Her dad’s meds, he thought. Still hasn’t thrown them out.
“They’re not all his, you know.”
Cassie’s voice made him jump. He reddened instantly.
“That lithium-that’s mine,” she said. “I hate it. Makes me fat and gives me acne. It’s like being a teenager all over again.” She waved an unopened pack of cigarettes at him, and he realized at once where she’d been.
“Cassie-Jesus, I’m sorry.” He didn’t even try to pretend he was looking for an Advil or something. “I feel like such a shit. I didn’t mean to snoop. I mean, I was snooping, but I shouldn’t have-”
“Would you snoop around to find out whether it’s raining? It’s pretty much staring you in the face. I mean, when you meet a person who was valedictorian of her high school, eight hundreds on her SATs, got into every college she applied to, and she’s basically doing fuck-all in the world, well, you’ve got to wonder. How come she isn’t pulling down six figures at Corning or working on signal-transduction pathways at Albert Einstein College of Medicine?”
“Listen, Cassie…”
Cassie made a circular gesture at her temple with her forefinger, the sign for crazy. “You just got to assume that this girl is a few clowns short of a circus.”
“Don’t talk that way.”
“Would you feel better if I put on a white coat and talked about catecholamine levels in the medial forebrain of the hypothalamus? Put my science education to work? Is that less offensive? It isn’t any more informative.”
“I don’t think you’re crazy.”
“Crazy is as crazy does,” Cassie said in a cornpone Forrest Gump voice.
“Come on, Cassie.”
“Let’s go downstairs.”
Sitting together on the nubby brown couch in the living room, Cassie kept talking. “Full scholarship to Carnegie Mellon. I wanted to go to MIT, but my stepdad didn’t want to spend a red cent on me, and even with financial aid it was going to be a stretch. Freshman year was tough. Not the course work so much as the classmates. My sorority house burns down freshman year, and half the girls are killed. Blew me away. I mean, I came back here and didn’t want to leave my room. Never went back to college.”
“You were traumatized.”
“I also got addicted to cocaine and Valium, you name it. I was self-medicating, of course. Took me a few years before I figured out I had ‘bipolar tendencies.’ Was hospitalized for six months with depression. But the meds they put me on worked pretty well.”
“Better living through chemistry, I guess.”
“Yeah. By then, of course, I’d wandered off the Path.”

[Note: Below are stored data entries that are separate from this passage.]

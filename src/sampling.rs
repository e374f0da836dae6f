//! Approximate inference by likelihood weighting
//!
//! Each sample forward-simulates the network in topological order:
//! evidence variables are clamped to their observed values and the sample
//! weight picks up the CPT probability of that observation given the
//! already-assigned parents; every other variable is drawn from its CPT
//! row with a single uniform draw against the cumulative distribution.
//! Summing weights per query value and normalizing by the total weight
//! gives an unbiased estimate of the posterior.
//!
//! The sampler is deterministic under a fixed seed: pass
//! [`SimpleRng::new(seed)`](crate::common::SimpleRng) (or any
//! `rand::RngCore` generator) and the same seed reproduces the same
//! estimate.

use log::debug;
use smallvec::SmallVec;

use crate::common::Rng;
use crate::distribution::Distribution;
use crate::errors::InferenceError;
use crate::model::{Network, VarId};

/// Estimate the posterior of `query` given `evidence` from `samples`
/// likelihood-weighted forward simulations.
///
/// Errors mirror [`posterior`](crate::elimination::posterior):
/// [`InvalidQuery`](InferenceError::InvalidQuery) for an observed query,
/// [`InvalidValue`](InferenceError::InvalidValue) for an evidence label
/// outside its domain, and [`ZeroMass`](InferenceError::ZeroMass) when
/// every sample had zero likelihood: the evidence is (near-)impossible
/// under the model, or `samples` is far too small.
pub fn likelihood_weighting(
    net: &Network,
    query: VarId,
    evidence: &[(VarId, &str)],
    samples: usize,
    rng: &mut impl Rng,
) -> Result<Distribution, InferenceError> {
    if evidence.iter().any(|&(v, _)| v == query) {
        return Err(InferenceError::InvalidQuery {
            variable: net.variable(query).name().to_string(),
        });
    }

    // Resolve evidence labels to domain indices up front
    let mut clamped: Vec<Option<usize>> = vec![None; net.num_variables()];
    for &(var, value) in evidence {
        let variable = net.variable(var);
        let idx = variable
            .value_index(value)
            .ok_or_else(|| InferenceError::InvalidValue {
                variable: variable.name().to_string(),
                value: value.to_string(),
            })?;
        clamped[var.index()] = Some(idx);
    }

    let query_card = net.variable(query).domain_size();
    let mut weights = vec![0.0f64; query_card];
    let mut total = 0.0f64;

    // Call-scoped assignment, reused across samples
    let mut assignment = vec![0usize; net.num_variables()];
    let mut local: SmallVec<[usize; 4]> = SmallVec::new();

    for _ in 0..samples {
        let mut weight = 1.0f64;
        for &var in net.topological_order() {
            let cpt = net.cpt(var);
            // Parents precede the child in the topological walk, so their
            // assignment slots are already filled
            local.clear();
            local.push(0); // placeholder for the child's own index
            local.extend(cpt.scope()[1..].iter().map(|p| assignment[p.index()]));

            match clamped[var.index()] {
                Some(observed) => {
                    local[0] = observed;
                    weight *= cpt.value(&local);
                    assignment[var.index()] = observed;
                    if weight == 0.0 {
                        break;
                    }
                }
                None => {
                    let card = net.variable(var).domain_size();
                    let row_sum: f64 = (0..card)
                        .map(|i| {
                            local[0] = i;
                            cpt.value(&local)
                        })
                        .sum();
                    if row_sum == 0.0 {
                        // The sampled parent configuration admits no child
                        // value; the whole sample has zero likelihood
                        weight = 0.0;
                        break;
                    }
                    // One uniform draw against the cumulative row; scaling
                    // by the row sum spares an explicit normalization pass
                    let draw = rng.rand() * row_sum;
                    let mut cumulative = 0.0;
                    let mut chosen = card - 1;
                    for i in 0..card {
                        local[0] = i;
                        cumulative += cpt.value(&local);
                        if draw < cumulative {
                            chosen = i;
                            break;
                        }
                    }
                    assignment[var.index()] = chosen;
                }
            }
        }
        if weight > 0.0 {
            weights[assignment[query.index()]] += weight;
            total += weight;
        }
    }

    debug!(
        "likelihood weighting: {} samples, total weight {:.6}",
        samples, total
    );
    if total == 0.0 {
        return Err(InferenceError::ZeroMass {
            context: format!("total weight over {} samples", samples),
        });
    }

    let variable = net.variable(query);
    let values = variable
        .domain()
        .iter()
        .zip(&weights)
        .map(|(label, &w)| (label.clone(), w / total))
        .collect();
    Ok(Distribution::new(variable.name().to_string(), values))
}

“The Path? That some religious thing?”
“The Path, Nick. The Path. You went to Michigan State, studied business, got a job at the Vatican of Office Furniture, and you were pretty much set so long as you kept working hard and kept your nose clean and didn’t piss too many people off.”
“I get it. And you…?”
“I got off the Path. Or I lost my way. Maybe I was in the woods and a big gust of wind came and blew leaves all over the Path and I just headed off in the wrong direction. Maybe birds ate the damn bread-crumb trail. I’m not saying my life lacks a purpose. It’s just that maybe the purpose is to provide a cautionary tale for everyone else.”

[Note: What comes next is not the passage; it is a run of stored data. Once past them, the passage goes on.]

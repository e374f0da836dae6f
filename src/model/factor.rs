//! Dense factors and the factor algebra
//!
//! A [`Factor`] maps every assignment of values to an ordered scope of
//! variables to a non-negative real. CPTs are factors; so are the
//! intermediate products and marginals created during variable
//! elimination. The table is a flat `Vec<f64>` addressed through a
//! precomputed stride per scope position, with the first scope variable
//! most significant. Value labels never appear here: the algebra works on
//! domain indices, and label resolution (with its `InvalidValue` errors)
//! happens against the [`Variable`] arena.
//!
//! All operations are pure: they borrow their inputs and return new
//! factors, so a query never mutates the network's CPTs.

use smallvec::SmallVec;

use crate::errors::InferenceError;
use crate::model::variable::{VarId, Variable};

type ScopeVec = SmallVec<[VarId; 4]>;
type IdxVec = SmallVec<[usize; 4]>;

/// A function from assignments over an ordered variable scope to
/// non-negative reals, stored as a dense strided table.
#[derive(Debug, Clone)]
pub struct Factor {
    scope: ScopeVec,
    cards: IdxVec,
    strides: IdxVec,
    table: Vec<f64>,
}

impl Factor {
    /// Create a factor from a scope (each variable paired with its domain
    /// size) and a dense table in scope order, first variable most
    /// significant.
    ///
    /// # Panics
    ///
    /// Panics if the table length does not equal the product of the domain
    /// sizes, or the scope repeats a variable. The network builder
    /// validates CPT input and reports these as `NetworkError` before any
    /// factor is built; hitting the panic means a bug in algebra code.
    pub fn new(scope: &[(VarId, usize)], table: Vec<f64>) -> Self {
        let vars: ScopeVec = scope.iter().map(|&(v, _)| v).collect();
        let cards: IdxVec = scope.iter().map(|&(_, c)| c).collect();
        for (i, v) in vars.iter().enumerate() {
            assert!(
                !vars[i + 1..].contains(v),
                "factor scope repeats variable {:?}",
                v
            );
        }
        let expected: usize = cards.iter().product();
        assert_eq!(
            table.len(),
            expected,
            "factor table has {} entries, scope implies {}",
            table.len(),
            expected
        );
        let strides = compute_strides(&cards);
        Self {
            scope: vars,
            cards,
            strides,
            table,
        }
    }

    /// The multiplicative identity: empty scope, single entry 1.0.
    pub fn identity() -> Self {
        Self {
            scope: ScopeVec::new(),
            cards: IdxVec::new(),
            strides: IdxVec::new(),
            table: vec![1.0],
        }
    }

    /// The ordered scope
    #[inline]
    pub fn scope(&self) -> &[VarId] {
        &self.scope
    }

    /// Domain size of the variable at a scope position
    #[inline]
    pub fn cardinality(&self, position: usize) -> usize {
        self.cards[position]
    }

    /// The raw table, in scope order with the first variable most
    /// significant
    #[inline]
    pub fn table(&self) -> &[f64] {
        &self.table
    }

    /// Position of a variable in the scope, if present
    #[inline]
    pub fn position(&self, var: VarId) -> Option<usize> {
        self.scope.iter().position(|&v| v == var)
    }

    /// Whether the scope mentions `var`
    #[inline]
    pub fn mentions(&self, var: VarId) -> bool {
        self.position(var).is_some()
    }

    /// Value at a full assignment, one domain index per scope position.
    #[inline]
    pub fn value(&self, assignment: &[usize]) -> f64 {
        debug_assert_eq!(assignment.len(), self.scope.len());
        let mut idx = 0;
        for (pos, &i) in assignment.iter().enumerate() {
            debug_assert!(i < self.cards[pos]);
            idx += i * self.strides[pos];
        }
        self.table[idx]
    }

    /// Fix one scope variable to a value, dropping it from the scope.
    ///
    /// Acts as the identity (returns a clone) when `var` is not in scope,
    /// so evidence can be applied uniformly across a factor pool. Fails
    /// with [`InferenceError::InvalidValue`] when the label is not in the
    /// variable's domain.
    pub fn restrict(
        &self,
        vars: &[Variable],
        var: VarId,
        value: &str,
    ) -> Result<Factor, InferenceError> {
        let variable = &vars[var.index()];
        let value_idx =
            variable
                .value_index(value)
                .ok_or_else(|| InferenceError::InvalidValue {
                    variable: variable.name().to_string(),
                    value: value.to_string(),
                })?;
        let Some(pos) = self.position(var) else {
            return Ok(self.clone());
        };

        let out_scope: Vec<(VarId, usize)> = self
            .scope
            .iter()
            .zip(&self.cards)
            .enumerate()
            .filter(|&(p, _)| p != pos)
            .map(|(_, (&v, &c))| (v, c))
            .collect();
        let out_len: usize = out_scope.iter().map(|&(_, c)| c).product();

        let mut table = Vec::with_capacity(out_len);
        let out_cards: IdxVec = out_scope.iter().map(|&(_, c)| c).collect();
        let mut assignment: IdxVec = smallvec::smallvec![0; out_cards.len()];
        for _ in 0..out_len {
            let mut idx = value_idx * self.strides[pos];
            let mut k = 0;
            for (p, stride) in self.strides.iter().enumerate() {
                if p != pos {
                    idx += assignment[k] * stride;
                    k += 1;
                }
            }
            table.push(self.table[idx]);
            advance(&mut assignment, &out_cards);
        }
        Ok(Factor::new(&out_scope, table))
    }

    /// Multiply a sequence of factors into one.
    ///
    /// The result's scope is the first-seen union of the input scopes;
    /// each entry is the product of every input's entry at the projected
    /// assignment. Zero inputs give [`Factor::identity`]; disjoint scopes
    /// give the outer product.
    pub fn multiply(factors: &[&Factor]) -> Factor {
        if factors.is_empty() {
            return Factor::identity();
        }

        // Union scope in first-seen order
        let mut scope: Vec<(VarId, usize)> = Vec::new();
        for f in factors {
            for (pos, &v) in f.scope.iter().enumerate() {
                if !scope.iter().any(|&(u, _)| u == v) {
                    scope.push((v, f.cards[pos]));
                }
            }
        }

        // For each factor, where each of its scope variables sits in the union
        let projections: Vec<IdxVec> = factors
            .iter()
            .map(|f| {
                f.scope
                    .iter()
                    .map(|&v| scope.iter().position(|&(u, _)| u == v).unwrap())
                    .collect()
            })
            .collect();

        let cards: IdxVec = scope.iter().map(|&(_, c)| c).collect();
        let len: usize = cards.iter().product();
        let mut table = Vec::with_capacity(len);
        let mut assignment: IdxVec = smallvec::smallvec![0; cards.len()];
        let mut local: IdxVec = IdxVec::new();
        for _ in 0..len {
            let mut product = 1.0;
            for (f, proj) in factors.iter().zip(&projections) {
                local.clear();
                local.extend(proj.iter().map(|&p| assignment[p]));
                product *= f.value(&local);
            }
            table.push(product);
            advance(&mut assignment, &cards);
        }
        Factor::new(&scope, table)
    }

    /// Sum a variable out of the factor, removing it from the scope.
    ///
    /// Fails with [`InferenceError::VariableNotInScope`] when `var` is
    /// absent. The elimination engine only calls this on variables it has
    /// proven to be in scope, so the error indicates misuse rather than a
    /// modeling problem.
    pub fn sum_out(&self, vars: &[Variable], var: VarId) -> Result<Factor, InferenceError> {
        let pos = self
            .position(var)
            .ok_or_else(|| InferenceError::VariableNotInScope {
                variable: vars[var.index()].name().to_string(),
            })?;

        let out_scope: Vec<(VarId, usize)> = self
            .scope
            .iter()
            .zip(&self.cards)
            .enumerate()
            .filter(|&(p, _)| p != pos)
            .map(|(_, (&v, &c))| (v, c))
            .collect();
        let out_cards: IdxVec = out_scope.iter().map(|&(_, c)| c).collect();
        let out_len: usize = out_cards.iter().product();

        let mut table = Vec::with_capacity(out_len);
        let mut assignment: IdxVec = smallvec::smallvec![0; out_cards.len()];
        for _ in 0..out_len {
            let mut base = 0;
            let mut k = 0;
            for (p, stride) in self.strides.iter().enumerate() {
                if p != pos {
                    base += assignment[k] * stride;
                    k += 1;
                }
            }
            let stride = self.strides[pos];
            let total: f64 = (0..self.cards[pos])
                .map(|i| self.table[base + i * stride])
                .sum();
            table.push(total);
            advance(&mut assignment, &out_cards);
        }
        Ok(Factor::new(&out_scope, table))
    }

    /// Normalize a single-variable factor into a probability distribution.
    ///
    /// Fails with [`InferenceError::ZeroMass`] when the entries sum to
    /// zero: the evidence that produced this factor has zero probability
    /// under the model, which is a modeling inconsistency the caller must
    /// see rather than a NaN to paper over.
    ///
    /// # Panics
    ///
    /// Panics if the scope does not have exactly one variable; the engine
    /// only normalizes the final posterior.
    pub fn normalize(&self) -> Result<Factor, InferenceError> {
        assert_eq!(
            self.scope.len(),
            1,
            "normalize requires a single-variable factor, scope has {} variables",
            self.scope.len()
        );
        let total: f64 = self.table.iter().sum();
        if total == 0.0 {
            return Err(InferenceError::ZeroMass {
                context: "posterior normalization".to_string(),
            });
        }
        let table = self.table.iter().map(|v| v / total).collect();
        Ok(Factor::new(&[(self.scope[0], self.cards[0])], table))
    }
}

/// Row-major strides: first scope variable most significant.
fn compute_strides(cards: &[usize]) -> IdxVec {
    let mut strides: IdxVec = smallvec::smallvec![1; cards.len()];
    for p in (0..cards.len().saturating_sub(1)).rev() {
        strides[p] = strides[p + 1] * cards[p + 1];
    }
    strides
}

/// Advance a mixed-radix assignment by one, last position fastest.
fn advance(assignment: &mut [usize], cards: &[usize]) {
    for p in (0..assignment.len()).rev() {
        assignment[p] += 1;
        if assignment[p] < cards[p] {
            return;
        }
        assignment[p] = 0;
    }
}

“I don’t think the world is that unforgiving,” Nick said.
“People like you never do,” Cassie said.
“It’s never too late.”
Cassie stepped over to him, pressed herself against his chest. “Isn’t it pretty to think so?” she murmured.
67
Noyce called Audrey into his office and asked her to sit down.
“I got a call from the security director at Stratton,” he said.